--- Provided data Enclosed Below ---

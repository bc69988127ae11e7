//! Controller subsystem.
//!
//! # Data Flow
//! ```text
//! RouteMatch.route.controller (ControllerRef)
//!     → resolver.rs
//!         Factory(fn)      → ControllerType (sync)
//!         Named(id)        → loader.rs → Ready(ControllerType) | Pending(future)
//!     → coordinator instantiates ControllerType with a ControllerContext
//!     → init (async) → render → ... → destroy
//! ```
//!
//! # Design Decisions
//! - The resolution mechanism is a tagged variant fixed when the route is declared
//! - The resolver never mounts; it only answers "which controller type"
//! - Controllers render markup; the coordinator owns the container writes

pub mod context;
pub mod loader;
pub mod resolver;

use std::fmt;
use std::sync::Arc;

use async_trait::async_trait;
use thiserror::Error;

pub use context::ControllerContext;
pub use loader::{ControllerRegistry, Loaded, Loader, PendingController};
pub use resolver::{PendingResolution, Resolution, Resolver};

/// Failure reported by a loader or a controller's `init`.
#[derive(Debug, Clone, PartialEq, Eq, Error)]
#[error("{message}")]
pub struct ControllerError {
    message: String,
}

impl ControllerError {
    pub fn new(message: impl Into<String>) -> Self {
        Self {
            message: message.into(),
        }
    }

    pub fn message(&self) -> &str {
        &self.message
    }
}

impl From<&str> for ControllerError {
    fn from(message: &str) -> Self {
        Self::new(message)
    }
}

impl From<String> for ControllerError {
    fn from(message: String) -> Self {
        Self::new(message)
    }
}

/// A view with a lifecycle, mounted by the coordinator for one navigation.
#[async_trait]
pub trait Controller: Send + Sync + 'static {
    /// Prepare the controller before it is rendered.
    ///
    /// The mount waits for this future; a newer navigation may supersede the
    /// mount while it is pending.
    async fn init(&mut self, _ctx: &ControllerContext) -> Result<(), ControllerError> {
        Ok(())
    }

    /// Produce the markup for the container.
    fn render(&self, ctx: &ControllerContext) -> String;

    /// Release resources. Called exactly once, when the controller is replaced
    /// or the app stops.
    fn destroy(&mut self, _ctx: &ControllerContext) {}
}

type Construct = dyn Fn(&ControllerContext) -> Box<dyn Controller> + Send + Sync;

/// A named constructor for controller instances.
#[derive(Clone)]
pub struct ControllerType {
    name: Arc<str>,
    construct: Arc<Construct>,
}

impl ControllerType {
    pub fn new<C, F>(name: impl Into<String>, construct: F) -> Self
    where
        C: Controller,
        F: Fn(&ControllerContext) -> C + Send + Sync + 'static,
    {
        Self {
            name: Arc::from(name.into()),
            construct: Arc::new(move |ctx: &ControllerContext| Box::new(construct(ctx)) as Box<dyn Controller>),
        }
    }

    /// Controller type built with `Default`, named after the Rust type.
    pub fn of<C: Controller + Default>() -> Self {
        let full = std::any::type_name::<C>();
        let name = full.rsplit("::").next().unwrap_or(full);
        Self::new(name, |_| C::default())
    }

    pub fn name(&self) -> &str {
        &self.name
    }

    pub(crate) fn instantiate(&self, ctx: &ControllerContext) -> Box<dyn Controller> {
        (self.construct)(ctx)
    }
}

impl fmt::Debug for ControllerType {
    fn fmt(&self, f: &mut fmt::Formatter<'_>) -> fmt::Result {
        f.debug_tuple("ControllerType").field(&self.name).finish()
    }
}

/// How a route obtains its controller type.
#[derive(Clone)]
pub enum ControllerRef {
    /// Invoked synchronously on every navigation to the route.
    Factory(Arc<dyn Fn() -> ControllerType + Send + Sync>),
    /// Identifier handed to the loader.
    Named(String),
}

impl ControllerRef {
    pub fn factory<F>(factory: F) -> Self
    where
        F: Fn() -> ControllerType + Send + Sync + 'static,
    {
        Self::Factory(Arc::new(factory))
    }

    /// Factory ref for a `Default` controller.
    pub fn of<C: Controller + Default>() -> Self {
        Self::from(ControllerType::of::<C>())
    }

    pub fn named(id: impl Into<String>) -> Self {
        Self::Named(id.into())
    }

    /// The loader identifier, for named refs.
    pub fn id(&self) -> Option<&str> {
        match self {
            Self::Named(id) => Some(id),
            Self::Factory(_) => None,
        }
    }
}

impl fmt::Debug for ControllerRef {
    fn fmt(&self, f: &mut fmt::Formatter<'_>) -> fmt::Result {
        match self {
            Self::Factory(_) => f.write_str("Factory(..)"),
            Self::Named(id) => f.debug_tuple("Named").field(id).finish(),
        }
    }
}

impl From<&str> for ControllerRef {
    fn from(id: &str) -> Self {
        Self::named(id)
    }
}

impl From<String> for ControllerRef {
    fn from(id: String) -> Self {
        Self::Named(id)
    }
}

impl From<ControllerType> for ControllerRef {
    fn from(controller: ControllerType) -> Self {
        Self::factory(move || controller.clone())
    }
}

--- End of Enclosed Provided data ---

Task requirements
From the line that has "the Rust type." through the line that has "pub fn name(&self)", copy every line exactly as it appears above, and leave out all others.

Worked solution
    /// Controller type built with `Default`, named after the Rust type.
    pub fn of<C: Controller + Default>() -> Self {
        let full = std::any::type_name::<C>();
        let name = full.rsplit("::").next().unwrap_or(full);
        Self::new(name, |_| C::default())
    }

    pub fn name(&self) -> &str {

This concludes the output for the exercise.